E' vero, sono stati cambiati i "vertici" tecnici e vengono risparmiate le leggendarie conferenze stampa a reti unificate, ma il balletto di notizie di questa settimana riporta l'orologio al tempo precedente. Per una settimana i giornali si sono prodigati nel comunicare che cosa accadrà, zone rosse rinforzate, week end chiusi in casa, settimane di lockdown per permettere la vaccinazione di massa, ecc. Da mercoledì, no da venerdì, no da sabato, forse da lunedì... Certo, ci sono da interpellare le Regioni, le categorie lavorative e chi più ne ha più ne metta, ma anche i più entusiasti del nuovo Governo non possono che constatare le stesse difficoltà e le stesse forme di (non) comunicazione precedenti.

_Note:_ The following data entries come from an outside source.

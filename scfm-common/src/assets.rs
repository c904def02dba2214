//! Durable storage for uploaded audio and artwork
//!
//! Uploads are written to `<root>/assets/<uuid>.<ext>` as soon as they arrive.
//! Releases and drafts only hold the returned key.

use std::path::{Path, PathBuf};

use serde::{Deserialize, Serialize};
use tokio::fs;
use tracing::{debug, info};
use uuid::Uuid;

use crate::{Error, Result};

/// Reference to a stored asset
#[derive(Debug, Clone, PartialEq, Eq, Serialize, Deserialize)]
pub struct AssetRef {
    /// File name under the asset directory, e.g. `3f2a...c1.wav`
    pub key: String,
    pub content_type: String,
    pub size_bytes: u64,
}

impl AssetRef {
    #[cfg(test)]
    pub(crate) fn for_tests(content_type: &str) -> Self {
        let ext = extension_for(content_type);
        Self {
            key: format!("{}.{}", Uuid::new_v4(), ext),
            content_type: content_type.to_string(),
            size_bytes: 1024,
        }
    }
}

/// Which upload slot an asset fills
#[derive(Debug, Clone, Copy, PartialEq, Eq)]
pub enum AssetKind {
    Audio,
    Artwork,
}

impl AssetKind {
    /// Required content type prefix
    fn mime_prefix(&self) -> &'static str {
        match self {
            AssetKind::Audio => "audio/",
            AssetKind::Artwork => "image/",
        }
    }

    /// Field name used in validation errors
    pub fn field(&self) -> &'static str {
        match self {
            AssetKind::Audio => "audio_file",
            AssetKind::Artwork => "artwork",
        }
    }
}

/// Map a content type to a file extension
fn extension_for(content_type: &str) -> &'static str {
    let essence = content_type
        .split(';')
        .next()
        .unwrap_or_default()
        .trim()
        .to_ascii_lowercase();
    match essence.as_str() {
        "audio/wav" | "audio/x-wav" | "audio/wave" => "wav",
        "audio/mpeg" | "audio/mp3" => "mp3",
        "audio/flac" | "audio/x-flac" => "flac",
        "audio/aac" => "aac",
        "audio/ogg" => "ogg",
        "image/png" => "png",
        "image/jpeg" | "image/jpg" => "jpg",
        "image/webp" => "webp",
        "image/gif" => "gif",
        _ => "bin",
    }
}

/// Keys are generated by the store; anything else is rejected before touching disk
fn is_valid_key(key: &str) -> bool {
    match key.split_once('.') {
        Some((stem, ext)) => {
            Uuid::parse_str(stem).is_ok()
                && !ext.is_empty()
                && ext.chars().all(|c| c.is_ascii_alphanumeric())
        }
        None => false,
    }
}

/// Filesystem-backed asset store
#[derive(Debug, Clone)]
pub struct AssetStore {
    dir: PathBuf,
}

impl AssetStore {
    /// Store rooted at `<root_folder>/assets`
    pub fn new(root_folder: &Path) -> Self {
        Self {
            dir: root_folder.join("assets"),
        }
    }

    pub fn dir(&self) -> &Path {
        &self.dir
    }

    /// Validate and persist an upload
    pub async fn store(
        &self,
        kind: AssetKind,
        content_type: &str,
        bytes: &[u8],
        max_bytes: u64,
    ) -> Result<AssetRef> {
        let content_type = content_type.trim().to_ascii_lowercase();
        if !content_type.starts_with(kind.mime_prefix()) {
            return Err(Error::field(
                kind.field(),
                format!("Expected a {}* file, got '{}'.", kind.mime_prefix(), content_type),
            ));
        }
        if bytes.is_empty() {
            return Err(Error::field(kind.field(), "Uploaded file is empty."));
        }
        let size = bytes.len() as u64;
        if size > max_bytes {
            return Err(Error::field(
                kind.field(),
                format!("File is too large ({} MB max).", max_bytes / (1024 * 1024)),
            ));
        }

        fs::create_dir_all(&self.dir).await?;
        let key = format!("{}.{}", Uuid::new_v4(), extension_for(&content_type));
        fs::write(self.dir.join(&key), bytes).await?;

        info!(key = %key, size, content_type = %content_type, "Stored asset");
        Ok(AssetRef {
            key,
            content_type,
            size_bytes: size,
        })
    }

    /// Look up a previously stored asset by key
    ///
    /// Returns `Ok(None)` when the key is well-formed but no file exists.
    pub async fn resolve(&self, key: &str) -> Result<Option<AssetRef>> {
        if !is_valid_key(key) {
            debug!(key, "Rejected malformed asset key");
            return Ok(None);
        }
        let path = self.dir.join(key);
        let metadata = match fs::metadata(&path).await {
            Ok(m) => m,
            Err(e) if e.kind() == std::io::ErrorKind::NotFound => return Ok(None),
            Err(e) => return Err(e.into()),
        };
        let ext = key.rsplit('.').next().unwrap_or_default();
        Ok(Some(AssetRef {
            key: key.to_string(),
            content_type: content_type_for(ext).to_string(),
            size_bytes: metadata.len(),
        }))
    }

    pub async fn exists(&self, key: &str) -> bool {
        matches!(self.resolve(key).await, Ok(Some(_)))
    }
}

fn content_type_for(ext: &str) -> &'static str {
    match ext {
        "wav" => "audio/wav",
        "mp3" => "audio/mpeg",
        "flac" => "audio/flac",
        "aac" => "audio/aac",
        "ogg" => "audio/ogg",
        "png" => "image/png",
        "jpg" => "image/jpeg",
        "webp" => "image/webp",
        "gif" => "image/gif",
        _ => "application/octet-stream",
    }
}
//! Static reference lists served to clients
//!
//! Genres are suggestions only; validation accepts any non-empty genre.

use serde::Serialize;

use crate::models::ticket::CATEGORIES;
use crate::models::ArtistRole;

/// Streaming platform a release can be delivered to
#[derive(Debug, Clone, Copy, PartialEq, Eq, Serialize)]
pub struct StreamingService {
    pub id: &'static str,
    pub name: &'static str,
}

pub const SERVICES: [StreamingService; 16] = [
    StreamingService { id: "spotify", name: "Spotify" },
    StreamingService { id: "apple-music", name: "Apple Music" },
    StreamingService { id: "youtube-music", name: "YouTube Music" },
    StreamingService { id: "amazon-music", name: "Amazon Music" },
    StreamingService { id: "pandora", name: "Pandora" },
    StreamingService { id: "tidal", name: "Tidal" },
    StreamingService { id: "deezer", name: "Deezer" },
    StreamingService { id: "iheartradio", name: "iHeartRadio" },
    StreamingService { id: "napster", name: "Napster" },
    StreamingService { id: "tencent", name: "Tencent" },
    StreamingService { id: "meta", name: "Meta" },
    StreamingService { id: "tiktok", name: "TikTok" },
    StreamingService { id: "soundcloud", name: "SoundCloud" },
    StreamingService { id: "shazam", name: "Shazam" },
    StreamingService { id: "beatport", name: "Beatport" },
    StreamingService { id: "juno-download", name: "Juno Download" },
];

pub const GENRES: [&str; 35] = [
    "Pop", "Rock", "Hip Hop", "Rap", "R&B", "Country", "Electronic", "Dance",
    "House", "Techno", "Jazz", "Blues", "Classical", "Folk", "Indie",
    "Alternative", "Metal", "Punk", "Reggae", "Latin", "K-Pop", "J-Pop",
    "Soul", "Funk", "Disco", "Gospel", "Ambient", "Lo-Fi", "Trap", "Dubstep",
    "World", "Cinematic", "Afrobeats", "Reggaeton", "Singer-Songwriter",
];

/// Look up a platform by id
pub fn service(id: &str) -> Option<&'static StreamingService> {
    SERVICES.iter().find(|s| s.id == id)
}

/// Everything `GET /api/catalog` returns
#[derive(Debug, Clone, Serialize)]
pub struct Catalog {
    pub services: &'static [StreamingService],
    pub genres: &'static [&'static str],
    pub artist_roles: Vec<&'static str>,
    pub ticket_categories: &'static [&'static str],
}

pub fn catalog() -> Catalog {
    Catalog {
        services: &SERVICES,
        genres: &GENRES,
        artist_roles: ArtistRole::ALL.iter().map(ArtistRole::as_str).collect(),
        ticket_categories: &CATEGORIES,
    }
}

#[cfg(test)]
mod tests {
    use super::*;
    use std::collections::HashSet;

    #[test]
    fn test_service_ids_unique() {
        let ids: HashSet<_> = SERVICES.iter().map(|s| s.id).collect();
        assert_eq!(ids.len(), SERVICES.len());
    }

    #[test]
    fn test_service_lookup() {
        assert_eq!(service("apple-music").map(|s| s.name), Some("Apple Music"));
        assert!(service("myspace").is_none());
    }

    #[test]
    fn test_catalog_roles_in_form_order() {
        let catalog = catalog();
        assert_eq!(catalog.artist_roles.first(), Some(&"Main Artist"));
        assert_eq!(catalog.artist_roles.len(), 6);
        assert_eq!(catalog.ticket_categories.len(), 5);
    }
}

Intanto il virus dilaga e si è giunti a un numero di contagi veramente impressionante, soprattutto dopo che si sono almeno leggermente affinate le modalità di trasmissione dei dati. Tuttavia, se le decisioni politiche vengono prese sulle basi della situazione di una settimana prima, è difficile pensare di poter contenere il contagio.

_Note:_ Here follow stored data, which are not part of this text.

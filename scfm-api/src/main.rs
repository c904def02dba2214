//! scfm-api - SCF Music distribution backend
//!
//! Resolves config and root folder, opens storage, resumes distribution for
//! approved releases and serves the HTTP API.

use std::path::PathBuf;
use std::sync::Arc;

use anyhow::{Context, Result};
use clap::Parser;
use scfm_api::services::review;
use scfm_api::{build_router, AppState};
use scfm_common::assets::AssetStore;
use scfm_common::config::{
    load_config, resolve_config_path, resolve_root_folder, StorageBackend,
};
use scfm_common::db::init_database;
use scfm_common::repository::{MemoryRepository, SqliteRepository};
use scfm_common::Repository;
use tracing::{error, info, warn};
use tracing_subscriber::layer::SubscriberExt;
use tracing_subscriber::util::SubscriberInitExt;

/// Command-line arguments
#[derive(Parser, Debug)]
#[command(name = "scfm-api")]
#[command(about = "SCF Music distribution backend")]
#[command(version)]
struct Args {
    /// Root folder for the database and uploaded assets (also SCFM_ROOT_FOLDER)
    #[arg(short, long)]
    root_folder: Option<PathBuf>,

    /// TOML config file (also SCFM_CONFIG)
    #[arg(short, long)]
    config: Option<PathBuf>,

    /// Address to bind
    #[arg(long, env = "SCFM_HOST")]
    host: Option<String>,

    /// Port to listen on
    #[arg(short, long, env = "SCFM_PORT")]
    port: Option<u16>,

    /// Storage backend: sqlite or memory
    #[arg(long, env = "SCFM_BACKEND")]
    backend: Option<StorageBackend>,
}

#[tokio::main]
async fn main() -> Result<()> {
    let args = Args::parse();

    let config_path = resolve_config_path(args.config.as_deref());
    let mut config = load_config(&config_path)
        .with_context(|| format!("Failed to load config {}", config_path.display()))?;

    // RUST_LOG wins over the configured level
    tracing_subscriber::registry()
        .with(
            tracing_subscriber::EnvFilter::try_from_default_env().unwrap_or_else(|_| {
                format!("scfm_api={0},scfm_common={0},tower_http=info", config.logging.level)
                    .into()
            }),
        )
        .with(tracing_subscriber::fmt::layer())
        .init();

    info!(
        "Starting SCF Music API (scfm-api) v{} [{}] built {} ({})",
        env!("CARGO_PKG_VERSION"),
        env!("GIT_HASH"),
        env!("BUILD_TIMESTAMP"),
        env!("BUILD_PROFILE")
    );
    if config_path.exists() {
        info!("Config file: {}", config_path.display());
    } else {
        warn!("Config file {} not found, using defaults", config_path.display());
    }

    if let Some(host) = args.host {
        config.server.host = host;
    }
    if let Some(port) = args.port {
        config.server.port = port;
    }
    if let Some(backend) = args.backend {
        config.storage.backend = backend;
    }

    let root_folder = resolve_root_folder(args.root_folder.as_deref(), &config);
    std::fs::create_dir_all(&root_folder)
        .with_context(|| format!("Failed to create root folder {}", root_folder.display()))?;
    info!("Root folder: {}", root_folder.display());

    let repo: Arc<dyn Repository> = match config.storage.backend {
        StorageBackend::Sqlite => {
            let db_path = config.database_path(&root_folder);
            info!("Database path: {}", db_path.display());
            let pool = match init_database(&db_path).await {
                Ok(pool) => pool,
                Err(e) => {
                    error!("Failed to open database: {}", e);
                    return Err(e.into());
                }
            };
            Arc::new(SqliteRepository::new(pool))
        }
        StorageBackend::Memory => {
            warn!("Using in-memory storage; all data is lost on exit");
            Arc::new(MemoryRepository::new())
        }
    };

    if config.admin_emails.is_empty() {
        warn!("No admin_emails configured; nobody can review releases");
    }

    let addr = format!("{}:{}", config.server.host, config.server.port);
    let assets = AssetStore::new(&root_folder);
    let state = AppState::new(repo, assets, config);

    let resumed = review::resume_distribution(&state).await?;
    if resumed > 0 {
        info!("Resumed distribution for {} approved release(s)", resumed);
    }

    let app = build_router(state);
    let listener = tokio::net::TcpListener::bind(&addr)
        .await
        .with_context(|| format!("Failed to bind {}", addr))?;
    info!("scfm-api listening on http://{}", addr);
    info!("Health check: http://{}/health", addr);

    axum::serve(listener, app).await?;

    Ok(())
}
//! One saved submission draft per user

use axum::{
    extract::{rejection::JsonRejection, State},
    http::StatusCode,
    Extension, Json,
};
use scfm_common::models::ReleaseDraft;
use scfm_common::time::now;
use serde::Serialize;
use tracing::debug;

use crate::api::CurrentUser;
use crate::{ApiResult, AppState};

#[derive(Debug, Serialize)]
pub struct DraftResponse {
    pub draft: Option<ReleaseDraft>,
}

#[derive(Debug, Serialize)]
pub struct ClearDraftResponse {
    pub cleared: bool,
}

/// GET /api/drafts
pub async fn load_draft(
    State(state): State<AppState>,
    Extension(CurrentUser(user)): Extension<CurrentUser>,
) -> ApiResult<Json<DraftResponse>> {
    let draft = state.repo.load_draft(user.id).await?;
    Ok(Json(DraftResponse { draft }))
}

/// PUT /api/drafts
///
/// Drafts are stored as-is; validation happens on submit.
pub async fn save_draft(
    State(state): State<AppState>,
    Extension(CurrentUser(user)): Extension<CurrentUser>,
    payload: Result<Json<ReleaseDraft>, JsonRejection>,
) -> ApiResult<StatusCode> {
    let Json(draft) = payload?;
    state.repo.save_draft(user.id, &draft, now()).await?;
    debug!(user_id = %user.id, "Draft saved");
    Ok(StatusCode::NO_CONTENT)
}

/// DELETE /api/drafts
pub async fn clear_draft(
    State(state): State<AppState>,
    Extension(CurrentUser(user)): Extension<CurrentUser>,
) -> ApiResult<Json<ClearDraftResponse>> {
    let cleared = state.repo.clear_draft(user.id).await?;
    Ok(Json(ClearDraftResponse { cleared }))
}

Anche per ciò che riguarda il piano vaccinale, non si capisce bene cosa ci sia di nuovo. La priorità va agli ultraottantenni, poi tocca ai 70-80nni e alle categorie vulnerabili, poi ai 60-70nni, ai vulnerabili leggeri sotto i 60 anni, a chi ha meno di sessanta anni. Il tutto dovrebbe svolgersi lasciando la precedenza alle realtà lavorative maggiormente esposte all'incontro con le altre persone a rischio. A parte che più o meno lo schema ricalca il precedente, in realtà il vero problema è la presenza o meno dei vaccini, dal momento che si possono impostare tutti i progetti possibili, ma se manca la materia prima è tutto inutile.
Una differenza purtroppo c'è e non è certo positiva, anzi, se ulteriormente confermata darebbe ragione a chi vede nel Governo Draghi una possibile svolta verso i più evidenti interessi macroeconomici e finanziari dell'Unione Europea. Si tratta della propugnata proposta di stabilire delle priorità in ambito planetario, favorendo i Paesi più ricchi e penalizzando quelli dei Continenti più poveri. Alcuni plaudono a tale prospettiva, altri la definiscono semplicemente immorale oltre che controproducente dal momento che la globalizzazione non pone certo confini ai virus e una situazione grave in una zona non può che ripercuotersi in tutte le altre. La posizione di Draghi ricalca di fatto quella, criticatissima, della Moratti in Lombardia e allarga il funesto salviniano "Prima gli italiani" a un sostanzialmente identico "Prima gli europei".
Ma (per ora) quasi tutti tacciono, Draghi non si tocca. Prima o poi qualche bambino dirà: "Il re è nudo"?